I didn't have the opportunity to attend NECC in Philadelphia but I did have the opportunity to follow the activities through several blogs. Obviously, from what I read, podcasting was a big hit and I'm not really sure why, other than the name and the obvious link to Apple's iPod.
Now I have listened to my share of podcasts. But what is so exciting about an audio file? I'd rather read a blog and interact with hyperlinks, and process and scan for interesting content, but maybe that is just my learning style. I know you can download them and listen to them on another device but do I really want to do that? I've read that others listen to the podcasts in their car-well, you know, I think I'll listen to some Springsteen or Bodeans or some Steely Dan, cranked with the windows open (but the air conditioning on) and turn loose the 265 horses of my Nissan Maxima and do some driving, thank you very much. I spend too much time with technology as it is.
I certainly respect the right to podcast, and I think podcasting can and will contribute to open source thinking and learning
, but not on a large scale. I could be wrong. Realistically, is the average teacher going to Podcast? Unlikely, given the demands of the daily grind of teaching and the technical nature of creating and posting a Podcast. I'd be happy if they just filled out my online surveys on professional development. Will kids podcast-probably, some. Will it be our responsibility to teach them? Hmmm.....I think we have other things to teach them that ultimately be more important.

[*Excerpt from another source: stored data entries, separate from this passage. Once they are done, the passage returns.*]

use crate::cli::BuildArgs;
use crate::config::{EsTarget, SplitpackConfig};
use crate::error::{ConfigError, Result};
use figment::{
    Figment,
    providers::{Env, Format as _, Json, Serialized},
};
use serde::Serialize;
use std::fs;
use std::path::{Path, PathBuf};
use tracing::debug;

/// Default config file name, looked up in the project root.
pub const CONFIG_FILE: &str = "splitpack.config.json";

/// Prefix of environment overrides (`SPLITPACK_OUT_DIR`, `SPLITPACK_MINIFY`, ...).
pub const ENV_PREFIX: &str = "SPLITPACK_";

/// Keys accepted from the environment, after snake_case to camelCase mapping.
const ENV_KEYS: &[&str] = &[
    "srcDir",
    "outDir",
    "bundle",
    "sourcemap",
    "target",
    "minify",
    "external",
    "maxParallel",
    "esbuild",
    "clean",
];

/// Values given on the command line. Unset options are skipped so they
/// never shadow lower layers.
#[derive(Debug, Default, Serialize)]
#[serde(rename_all = "camelCase")]
struct CliOverrides {
    #[serde(skip_serializing_if = "Option::is_none")]
    src_dir: Option<PathBuf>,
    #[serde(skip_serializing_if = "Option::is_none")]
    out_dir: Option<PathBuf>,
    #[serde(skip_serializing_if = "Option::is_none")]
    bundle: Option<bool>,
    #[serde(skip_serializing_if = "Option::is_none")]
    sourcemap: Option<bool>,
    #[serde(skip_serializing_if = "Option::is_none")]
    target: Option<EsTarget>,
    #[serde(skip_serializing_if = "Option::is_none")]
    minify: Option<bool>,
    #[serde(skip_serializing_if = "Option::is_none")]
    external: Option<Vec<String>>,
    #[serde(skip_serializing_if = "Option::is_none")]
    max_parallel: Option<usize>,
    #[serde(skip_serializing_if = "Option::is_none")]
    esbuild: Option<PathBuf>,
    #[serde(skip_serializing_if = "Option::is_none")]
    clean: Option<bool>,
}

impl From<&BuildArgs> for CliOverrides {
    fn from(args: &BuildArgs) -> Self {
        Self {
            src_dir: args.src_dir.clone(),
            out_dir: args.out_dir.clone(),
            bundle: args.no_bundle.then_some(false),
            sourcemap: args.no_sourcemap.then_some(false),
            target: args.target,
            minify: args.minify.then_some(true),
            external: (!args.external.is_empty()).then(|| args.external.clone()),
            max_parallel: args.max_parallel,
            esbuild: args.esbuild.clone(),
            clean: args.clean.then_some(true),
        }
    }
}

impl SplitpackConfig {
    /// Load configuration from multiple sources.
    /// Priority: CLI args > environment variables > config file > defaults
    ///
    /// `root` is the project root: the default config file is looked up
    /// there and a relative `--config` path is resolved against it.
    pub fn load(args: &BuildArgs, root: &Path) -> Result<Self> {
        let mut figment = Figment::new().merge(Serialized::defaults(Self::default()));

        if let Some(path) = config_file(args.config.as_deref(), root)? {
            debug!(path = %path.display(), "loading config file");
            let contents = fs::read_to_string(&path).map_err(ConfigError::Io)?;
            figment = figment.merge(Json::string(&contents));
        }

        figment = figment.merge(
            Env::prefixed(ENV_PREFIX)
                .map(|key| camel_case(key.as_str()).into())
                .only(ENV_KEYS)
                .lowercase(false),
        );

        figment = figment.merge(Serialized::defaults(CliOverrides::from(args)));

        let config: Self = figment.extract().map_err(|e| ConfigError::InvalidValue {
            field: "configuration".to_string(),
            value: e.to_string(),
            hint: format!("Check {} syntax, field types, and {}* variables", CONFIG_FILE, ENV_PREFIX),
        })?;

        config.validate()?;
        Ok(config)
    }
}

/// Resolve which config file to read, if any.
///
/// An explicit path must exist; the default file is optional.
fn config_file(explicit: Option<&Path>, root: &Path) -> Result<Option<PathBuf>> {
    match explicit {
        Some(path) => {
            let path = root.join(path);
            if path.is_file() {
                Ok(Some(path))
            } else {
                Err(ConfigError::NotFound(path).into())
            }
        }
        None => {
            let default_path = root.join(CONFIG_FILE);
            Ok(default_path.is_file().then_some(default_path))
        }
    }
}

/// `out_dir` -> `outDir`
pub(crate) fn camel_case(key: &str) -> String {
    let mut out = String::with_capacity(key.len());
    let mut upper = false;

    for c in key.chars() {
        if c == '_' {
            upper = !out.is_empty();
        } else if upper {
            out.extend(c.to_uppercase());
            upper = false;
        } else {
            out.extend(c.to_lowercase());
        }
    }

    out
}
//! Build command implementation.
//!
//! Builds one variant in every module format using the `splitpack` core
//! library and the esbuild executable.

use crate::cli::BuildArgs;
use crate::commands::utils;
use crate::config::SplitpackConfig;
use crate::error::{Result, ResultExt};
use crate::ui;
use serde::Serialize;
use splitpack::{
    BaseConfig, EsbuildBundler, JobConfig, Orchestrator, ProcessOutcome, Variant, variant,
};
use std::path::Path;
use std::sync::Arc;
use std::time::Instant;
use tracing::{debug, info};

/// Job plan printed by `--dry-run`.
#[derive(Debug, Serialize)]
#[serde(rename_all = "camelCase")]
pub struct BuildPlan<'a> {
    pub variant: Variant,
    pub root: &'a Path,
    pub jobs: &'a [JobConfig],
}

/// Execute the build command.
///
/// # Build Process
///
/// 1. Validate the variant selector (nothing else happens if it is invalid)
/// 2. Load and validate configuration (CLI > Env > File > Defaults)
/// 3. Derive one job per module format
/// 4. Print the plan and stop if `--dry-run`
/// 5. Clean the variant's output directory if requested
/// 6. Run every job concurrently with per-job progress
/// 7. Display build summary
///
/// Returns the aggregated verdict; a failed job is not an `Err`, it only
/// makes the outcome [`ProcessOutcome::Failure`].
///
/// # Errors
///
/// Returns errors for:
/// - Missing or unsupported variant
/// - Invalid configuration
/// - Unsafe or failed output cleaning
pub async fn execute(raw_variant: Option<&str>, args: BuildArgs) -> Result<ProcessOutcome> {
    let start_time = Instant::now();

    // Step 1: Validate the selector before touching the filesystem
    let variant = variant::validate(raw_variant)?;

    // Step 2: Load configuration
    let root = utils::resolve_project_root(args.cwd.as_deref())?;
    let config = SplitpackConfig::load(&args, &root)?;
    debug!(?config, root = %root.display(), "configuration loaded");

    // Step 3: Derive jobs
    let base = BaseConfig::from(&config);
    let jobs = base.derive(variant);

    // Step 4: Dry run
    if args.dry_run {
        let plan = BuildPlan {
            variant,
            root: &root,
            jobs: &jobs,
        };
        let json = serde_json::to_string_pretty(&plan).context("Failed to render build plan")?;
        println!("{}", json);
        return Ok(ProcessOutcome::Success);
    }

    for entry in utils::missing_entries(&jobs, &root) {
        ui::warning(&format!("Entry point not found: {}", entry.display()));
    }

    // Step 5: Clean
    if config.clean {
        let out_dir = utils::resolve_path(&base.variant_out_dir(variant), &root);
        ui::info(&format!("Cleaning output directory: {}", out_dir.display()));
        utils::clean_variant_dir(&out_dir, &root)?;
    }

    // Step 6: Run
    let report = run(&config, &root, variant, jobs).await;

    // Step 7: Summary
    let elapsed = start_time.elapsed();
    ui::print_build_summary(&report, elapsed);

    if report.outcome.is_success() {
        ui::success(&format!(
            "Built {} in {}",
            variant,
            ui::format_duration(elapsed)
        ));
    } else {
        ui::error(&format!(
            "Build of {} failed: {} of {} formats failed",
            variant,
            report.failed().count(),
            report.jobs.len()
        ));
    }

    Ok(report.outcome)
}

/// Dispatch `jobs` to esbuild and wait for all of them.
async fn run(
    config: &SplitpackConfig,
    root: &Path,
    variant: Variant,
    jobs: Vec<JobConfig>,
) -> splitpack::BuildReport {
    let bundler = EsbuildBundler::locate(root, config.esbuild.as_deref());
    info!(esbuild = %bundler.program().display(), "bundler located");

    let mut orchestrator = Orchestrator::new(Arc::new(bundler));
    if let Some(max) = config.max_parallel {
        orchestrator = orchestrator.max_parallel(max);
    }

    ui::info(&format!(
        "Building {} ({} formats) into {}",
        variant,
        jobs.len(),
        config.out_dir.join(variant.as_str()).display()
    ));

    let progress = ui::JobProgress::for_terminal(&jobs);
    let report = orchestrator
        .run_all_with_progress(jobs, |index, job_report| {
            progress.finish_job(index, job_report)
        })
        .await;
    progress.finish();

    report
}

#[cfg(test)]
mod tests {
    use super::*;
    use crate::error::CliError;
    use splitpack::SelectorError;

    #[tokio::test]
    async fn test_missing_variant_fails_before_config() {
        // --cwd points nowhere: the selector must be checked first
        let args = BuildArgs {
            cwd: Some("/definitely/not/here".into()),
            ..BuildArgs::default()
        };

        let err = execute(None, args).await.unwrap_err();
        assert!(matches!(err, CliError::Selector(SelectorError::Missing)));
    }

    #[tokio::test]
    async fn test_unsupported_variant() {
        let err = execute(Some("deno"), BuildArgs::default())
            .await
            .unwrap_err();
        assert!(matches!(
            err,
            CliError::Selector(SelectorError::Unsupported(ref raw)) if raw == "deno"
        ));
    }

    #[tokio::test]
    async fn test_dry_run_succeeds_without_esbuild() {
        let temp = tempfile::TempDir::new().unwrap();
        let args = BuildArgs {
            cwd: Some(temp.path().to_path_buf()),
            dry_run: true,
            esbuild: Some("/definitely/not/esbuild".into()),
            ..BuildArgs::default()
        };

        let outcome = execute(Some("node"), args).await.unwrap();
        assert_eq!(outcome, ProcessOutcome::Success);
        assert!(!temp.path().join("dist").exists());
    }

    #[test]
    fn test_plan_serialization() {
        let jobs = splitpack::derive(Variant::Browser);
        let plan = BuildPlan {
            variant: Variant::Browser,
            root: Path::new("/project"),
            jobs: &jobs,
        };

        let json = serde_json::to_value(&plan).unwrap();
        assert_eq!(json["variant"], "browser");
        assert_eq!(json["jobs"][0]["outfile"], "dist/browser/index.cjs");
        assert_eq!(json["jobs"][1]["format"], "esm");
    }
}
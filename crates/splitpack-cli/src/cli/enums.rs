use clap::ValueEnum;
use schemars::JsonSchema;
use serde::{Deserialize, Serialize};

/// ECMAScript target version
///
/// Determines which JavaScript language features are available in the output.
/// Later versions enable more modern syntax and APIs but require newer runtimes.
#[derive(Copy, Clone, PartialEq, Eq, Debug, ValueEnum, Serialize, Deserialize, JsonSchema)]
#[serde(rename_all = "lowercase")]
pub enum EsTarget {
    /// ECMAScript 2015 (ES6)
    ///
    /// Maximum compatibility. Features: classes, arrow functions, promises, let/const.
    #[value(name = "es2015")]
    Es2015,

    /// ECMAScript 2016
    ///
    /// Adds: Array.prototype.includes, exponentiation operator (**)
    #[value(name = "es2016")]
    Es2016,

    /// ECMAScript 2017
    ///
    /// Adds: async/await, Object.entries/values, string padding
    #[value(name = "es2017")]
    Es2017,

    /// ECMAScript 2018
    ///
    /// Adds: async iteration, rest/spread properties, Promise.finally
    #[value(name = "es2018")]
    Es2018,

    /// ECMAScript 2019
    ///
    /// Adds: Array.prototype.flat/flatMap, Object.fromEntries, optional catch
    #[value(name = "es2019")]
    Es2019,

    /// ECMAScript 2020
    ///
    /// Adds: optional chaining (?.), nullish coalescing (??), BigInt, dynamic import
    #[value(name = "es2020")]
    Es2020,

    /// ECMAScript 2021
    ///
    /// Adds: String.prototype.replaceAll, Promise.any, logical assignment operators
    #[value(name = "es2021")]
    Es2021,

    /// ECMAScript 2022
    ///
    /// Adds: class fields, top-level await, Array.prototype.at, Object.hasOwn
    #[value(name = "es2022")]
    Es2022,

    /// Latest ECMAScript features
    ///
    /// Output may break in older environments.
    #[value(name = "esnext")]
    Esnext,
}
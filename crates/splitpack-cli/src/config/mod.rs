//! Configuration system for splitpack with multi-source loading.
//!
//! Merges settings from CLI args, environment variables, and config files.
//! Priority: CLI > Environment > File > Defaults

mod conversions;
mod defaults;
mod loading;
mod tests;
mod validation;

use schemars::JsonSchema;
use serde::{Deserialize, Serialize};
use std::path::PathBuf;

pub use crate::cli::EsTarget;
pub use defaults::*;
pub use loading::{CONFIG_FILE, ENV_PREFIX};

/// splitpack configuration - loaded from splitpack.config.json, the
/// environment, and CLI args.
#[derive(Debug, Clone, PartialEq, Serialize, Deserialize, JsonSchema)]
#[serde(rename_all = "camelCase", deny_unknown_fields)]
pub struct SplitpackConfig {
    /// Directory holding one source folder per variant (default: project root)
    #[serde(default)]
    pub src_dir: PathBuf,

    /// Output directory
    #[serde(default = "default_out_dir")]
    pub out_dir: PathBuf,

    /// Bundle dependencies into output
    #[serde(default = "default_bundle")]
    pub bundle: bool,

    /// Emit an external source map next to each artifact
    #[serde(default = "default_sourcemap")]
    pub sourcemap: bool,

    /// JavaScript target version
    #[serde(default = "default_target")]
    pub target: EsTarget,

    /// Enable minification
    #[serde(default)]
    pub minify: bool,

    /// External packages to exclude from bundle
    #[serde(default, skip_serializing_if = "Vec::is_empty")]
    pub external: Vec<String>,

    /// Maximum number of formats built at once (default: all)
    #[schemars(range(min = 1))]
    #[serde(default, skip_serializing_if = "Option::is_none")]
    pub max_parallel: Option<usize>,

    /// Path to the esbuild executable
    #[serde(default, skip_serializing_if = "Option::is_none")]
    pub esbuild: Option<PathBuf>,

    /// Remove the variant's output directory before building
    #[serde(default)]
    pub clean: bool,
}

impl Default for SplitpackConfig {
    fn default() -> Self {
        Self {
            src_dir: PathBuf::new(),
            out_dir: default_out_dir(),
            bundle: default_bundle(),
            sourcemap: default_sourcemap(),
            target: default_target(),
            minify: false,
            external: Vec::new(),
            max_parallel: None,
            esbuild: None,
            clean: false,
        }
    }
}

impl SplitpackConfig {
    /// Generate JSON Schema for splitpack.config.json.
    pub fn json_schema() -> serde_json::Value {
        let schema = schemars::schema_for!(SplitpackConfig);
        serde_json::to_value(schema).expect("Schema serialization should never fail")
    }
}
//! Logging infrastructure for the splitpack CLI.
//!
//! Structured logging on the `tracing` ecosystem with verbosity flags,
//! colored output, and `RUST_LOG` overrides.
//!
//! # Example
//!
//! ```rust,no_run
//! use splitpack_cli::logger::init_logger;
//! use tracing::{debug, info};
//!
//! init_logger(false, false, false);
//!
//! info!("Starting build");
//! debug!(job = "node/esm", "dispatching");
//! ```

use tracing_subscriber::{EnvFilter, fmt, layer::SubscriberExt, util::SubscriberInitExt};

/// Filter used with `--verbose`.
pub const VERBOSE_FILTER: &str = "splitpack=debug,splitpack_cli=debug";

/// Filter used with `--quiet`.
pub const QUIET_FILTER: &str = "splitpack=error,splitpack_cli=error";

/// Filter used when neither flag nor `RUST_LOG` is set.
pub const DEFAULT_FILTER: &str = "splitpack=info,splitpack_cli=info";

/// Initialize the tracing subscriber with the specified options.
///
/// Call once at the start of the program, before any logging occurs.
///
/// # Verbosity Levels
///
/// The logging level is determined in this order:
/// 1. `--verbose` flag: DEBUG for splitpack crates
/// 2. `--quiet` flag: ERROR only
/// 3. `RUST_LOG` environment variable: custom filter
/// 4. Default: INFO for splitpack crates
pub fn init_logger(verbose: bool, quiet: bool, no_color: bool) {
    init_logger_with_filter(filter_for(verbose, quiet), no_color);
}

/// Initialize logger with a custom environment filter.
pub fn init_logger_with_filter(filter: EnvFilter, no_color: bool) {
    let fmt_layer = fmt::layer()
        .with_target(false) // Don't show the module path (keeps output clean)
        .with_level(true)
        .with_ansi(!no_color && should_use_colors())
        .with_writer(std::io::stderr)
        .compact();

    // try_init: a second initialization (e.g. from tests) is not an error
    let _ = tracing_subscriber::registry()
        .with(filter)
        .with(fmt_layer)
        .try_init();
}

fn filter_for(verbose: bool, quiet: bool) -> EnvFilter {
    if verbose {
        EnvFilter::new(VERBOSE_FILTER)
    } else if quiet {
        EnvFilter::new(QUIET_FILTER)
    } else {
        EnvFilter::try_from_default_env().unwrap_or_else(|_| EnvFilter::new(DEFAULT_FILTER))
    }
}

/// Check if colored output should be enabled.
///
/// # Environment Variables
///
/// - `NO_COLOR`: If set, disables colors
/// - `FORCE_COLOR`: If set, forces colors even in non-TTY
pub fn should_use_colors() -> bool {
    if std::env::var("NO_COLOR").is_ok() {
        return false;
    }

    if std::env::var("FORCE_COLOR").is_ok() {
        return true;
    }

    console::Term::stderr().features().colors_supported()
}
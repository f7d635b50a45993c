//! Command implementations for the splitpack CLI.
//!
//! - [`build`] - Validate the variant, derive the jobs, and run them
//! - [`schema`] - Print the configuration JSON schema
//!
//! Each command provides an `execute` function that takes the parsed
//! arguments and returns a Result.

pub mod build;
pub mod schema;
pub(crate) mod utils;

// Re-export execute functions for convenience
pub use build::execute as build_execute;
pub use schema::execute as schema_execute;
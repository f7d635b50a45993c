//! Terminal UI utilities for status messages, progress, and the build summary.
//!
//! Handles environment detection (CI, TTY, quiet mode) and degrades to plain
//! output when terminal features aren't available.
//!
//! # Examples
//!
//! ```no_run
//! use splitpack_cli::ui;
//!
//! ui::init_colors(false);
//! ui::set_quiet(false);
//!
//! ui::info("Building node (2 formats)");
//! ui::success("Build successful");
//! ui::error("Failed to read configuration file");
//! ```

mod format;
mod messages;
mod progress;

use std::sync::atomic::{AtomicBool, Ordering};

pub use format::{format_duration, format_size, job_summary, print_build_summary};
pub use messages::{error, info, success, warning};
pub use progress::JobProgress;

static QUIET: AtomicBool = AtomicBool::new(false);

/// Suppress everything but errors (`--quiet`).
pub fn set_quiet(quiet: bool) {
    QUIET.store(quiet, Ordering::Relaxed);
}

/// Whether `--quiet` is in effect.
pub fn is_quiet() -> bool {
    QUIET.load(Ordering::Relaxed)
}

/// Check if running in a CI environment.
///
/// Detects common CI environment variables from GitHub Actions, GitLab CI,
/// CircleCI, and Travis CI.
pub fn is_ci() -> bool {
    std::env::var("CI").is_ok()
        || std::env::var("GITHUB_ACTIONS").is_ok()
        || std::env::var("GITLAB_CI").is_ok()
        || std::env::var("CIRCLECI").is_ok()
        || std::env::var("TRAVIS").is_ok()
}

/// Check if color output should be enabled.
///
/// Respects NO_COLOR and FORCE_COLOR environment variables, falls back to
/// terminal capability detection.
pub fn should_use_color() -> bool {
    if std::env::var("NO_COLOR").is_ok() {
        return false;
    }

    if std::env::var("FORCE_COLOR").is_ok() {
        return true;
    }

    console::user_attended_stderr()
}

/// Initialize color support based on environment.
///
/// Turns off `console` styling (used by the progress spinners) when colors
/// are disabled by `--no-color` or the environment. Call early in `main`.
pub fn init_colors(no_color: bool) {
    if no_color || !should_use_color() {
        console::set_colors_enabled_stderr(false);
    }
}
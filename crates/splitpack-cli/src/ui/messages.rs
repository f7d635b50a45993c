//! Status message functions for terminal output.
//!
//! Everything goes to stderr so stdout stays free for `--dry-run` and
//! `--print-schema` output. Only [`error`] is printed in quiet mode.

use owo_colors::OwoColorize;

use super::is_quiet;

/// Print a success message to stderr.
///
/// # Examples
///
/// ```no_run
/// use splitpack_cli::ui::success;
///
/// success("Build completed successfully");
/// ```
pub fn success(message: &str) {
    if !is_quiet() {
        eprintln!("{} {}", "✓".green().bold(), message);
    }
}

/// Print an info message to stderr.
pub fn info(message: &str) {
    if !is_quiet() {
        eprintln!("{} {}", "ℹ".blue().bold(), message);
    }
}

/// Print a warning message to stderr.
///
/// # Examples
///
/// ```no_run
/// use splitpack_cli::ui::warning;
///
/// warning("Entry point not found: node/index.ts");
/// ```
pub fn warning(message: &str) {
    if !is_quiet() {
        eprintln!("{} {}", "⚠".yellow().bold(), message.yellow());
    }
}

/// Print an error message to stderr, even in quiet mode.
pub fn error(message: &str) {
    eprintln!("{} {}", "✗".red().bold(), message.red());
}
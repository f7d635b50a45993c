//! Deployment variants and selector validation.
//!
//! The variant is the one positional input of a build. It is validated
//! before anything else happens, so an invalid invocation never derives a
//! job or touches the output directory.

use miette::Diagnostic;
use serde::{Deserialize, Serialize};
use std::fmt;
use std::str::FromStr;
use thiserror::Error;

/// Target deployment environment.
#[derive(Debug, Clone, Copy, PartialEq, Eq, Hash, Serialize, Deserialize)]
#[serde(rename_all = "lowercase")]
pub enum Variant {
    /// Browser environment
    ///
    /// Assumes APIs like window, document, fetch are available.
    Browser,

    /// Node.js environment
    ///
    /// Assumes Node.js built-in modules are available (fs, path, http, etc.).
    Node,
}

impl Variant {
    /// Every supported variant, in declaration order.
    pub const ALL: [Variant; 2] = [Variant::Browser, Variant::Node];

    /// Name used on the command line, in paths, and as the esbuild platform.
    pub const fn as_str(self) -> &'static str {
        match self {
            Variant::Browser => "browser",
            Variant::Node => "node",
        }
    }
}

impl fmt::Display for Variant {
    fn fmt(&self, f: &mut fmt::Formatter<'_>) -> fmt::Result {
        f.pad(self.as_str())
    }
}

impl FromStr for Variant {
    type Err = SelectorError;

    fn from_str(s: &str) -> Result<Self, Self::Err> {
        match s {
            "browser" => Ok(Variant::Browser),
            "node" => Ok(Variant::Node),
            other => Err(SelectorError::Unsupported(other.to_string())),
        }
    }
}

/// Errors raised while validating the variant selector.
#[derive(Debug, Clone, PartialEq, Eq, Error, Diagnostic)]
pub enum SelectorError {
    /// No selector was given
    #[error("You must specify a build target ({})", supported_names("/"))]
    #[diagnostic(
        code(splitpack::selector::missing),
        help("Pass the target as the first argument, e.g. `splitpack node`")
    )]
    Missing,

    /// The selector is not one of the supported variants
    #[error("Invalid build target '{}' (expected one of: {})", .0, supported_names(", "))]
    #[diagnostic(
        code(splitpack::selector::unsupported),
        help("Targets are case-sensitive")
    )]
    Unsupported(String),
}

fn supported_names(separator: &str) -> String {
    Variant::ALL
        .iter()
        .map(|v| v.as_str())
        .collect::<Vec<_>>()
        .join(separator)
}

/// Validate a raw selector.
///
/// # Errors
///
/// - [`SelectorError::Missing`] when `raw` is `None`
/// - [`SelectorError::Unsupported`] when `raw` names no supported variant
///
/// # Examples
///
/// ```
/// use splitpack::variant::{validate, SelectorError, Variant};
///
/// assert_eq!(validate(Some("node")), Ok(Variant::Node));
/// assert_eq!(validate(None), Err(SelectorError::Missing));
/// assert!(matches!(validate(Some("deno")), Err(SelectorError::Unsupported(_))));
/// ```
pub fn validate(raw: Option<&str>) -> Result<Variant, SelectorError> {
    raw.ok_or(SelectorError::Missing)?.parse()
}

I don't object to podcasts at all-what bothers me is that this is the latest and greatest and people are jumping on the bandwagon. Education has been criticized for years for doing this. How many of you who are teachers have invested time and energy in some initiative to find out next year it's something different. And the next year it's something different. With this in mind, why do we wonder why change is so difficult for educators?
We need to focus on fundamentals, with a glance towards more substantive tools. How many teachers right now could outline a plan to implement information literacy into their instruction? How many could explain fair use? How many could teach kids how to locate Web resources effectively? How many can design an effective presentation to kids that models the priniciples of visual literacy effectively? More importantly, how many teachers could actually describe what constitutes effective technology use within the context of effective instruction?
We wonder sometimes if technology makes a difference in student performance and student learning. Many people say it doesn't. We all know it does. But continued hopping on the newest bandwagon actually moves us further away from what is important.